_Task details_
Which lines of the listing below contain the word "variables"? Return them.

_Record set_
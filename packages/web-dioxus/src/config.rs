use std::env;
use std::path::PathBuf;

use dotenvy::dotenv;

/// Bulma release the card class names are written against.
pub const DEFAULT_STYLESHEET_HREF: &str =
    "https://cdn.jsdelivr.net/npm/bulma@0.9.4/css/bulma.min.css";

pub const DEFAULT_CONTENT_PATH: &str = "content.json";

/// Renderer configuration loaded from environment variables
#[derive(Debug, Clone, PartialEq, Eq)]
pub struct Config {
    pub content_path: PathBuf,
    pub output_path: Option<PathBuf>,
    pub stylesheet_href: String,
}

impl Config {
    /// Load configuration from environment variables
    pub fn from_env() -> Self {
        // Load .env file if present (development)
        let _ = dotenv();

        Self::from_lookup(|name| env::var(name).ok())
    }

    /// Build configuration from an arbitrary variable source. Empty values
    /// count as unset.
    pub fn from_lookup(lookup: impl Fn(&str) -> Option<String>) -> Self {
        let var = |name: &str| lookup(name).filter(|value| !value.is_empty());

        Self {
            content_path: var("SIDELINE_CONTENT_PATH")
                .unwrap_or_else(|| DEFAULT_CONTENT_PATH.to_string())
                .into(),
            output_path: var("SIDELINE_OUTPUT_PATH").map(PathBuf::from),
            stylesheet_href: var("SIDELINE_STYLESHEET_HREF")
                .unwrap_or_else(|| DEFAULT_STYLESHEET_HREF.to_string()),
        }
    }
}
//! Server-side rendering of content cards to HTML strings

use std::path::Path;

use dioxus::prelude::*;

use crate::components::{ContentSideline, ContentSidelineItem};
use crate::error::{Result, SidelineError};
use crate::types::Content;

/// Render a single card.
pub fn render_content_sideline_item(content: &Content) -> String {
    dioxus_ssr::render_element(rsx! {
        ContentSidelineItem { content: content.clone() }
    })
}

/// Render the sideline container with one card per item.
pub fn render_content_sideline(contents: &[Content]) -> String {
    dioxus_ssr::render_element(rsx! {
        ContentSideline { contents: contents.to_vec() }
    })
}

/// Render a standalone HTML document around the sideline.
pub fn render_page(contents: &[Content], stylesheet_href: &str) -> String {
    let document = dioxus_ssr::render_element(rsx! {
        head {
            meta { charset: "utf-8" }
            link { rel: "stylesheet", href: "{stylesheet_href}" }
        }
        body {
            section {
                class: "section",
                ContentSideline { contents: contents.to_vec() }
            }
        }
    });

    format!("<!DOCTYPE html><html>{document}</html>")
}

/// Write rendered markup to `path`, creating parent directories as needed.
pub fn write_rendered(path: impl AsRef<Path>, html: &str) -> Result<()> {
    let path = path.as_ref();
    let write_error = |source| SidelineError::Write {
        path: path.to_path_buf(),
        source,
    };

    if let Some(parent) = path.parent().filter(|p| !p.as_os_str().is_empty()) {
        std::fs::create_dir_all(parent).map_err(write_error)?;
    }
    std::fs::write(path, html).map_err(write_error)?;

    tracing::debug!(path = %path.display(), bytes = html.len(), "Wrote rendered markup");
    Ok(())
}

_Solution for this problem_
/// Renderer configuration loaded from environment variables
    /// Load configuration from environment variables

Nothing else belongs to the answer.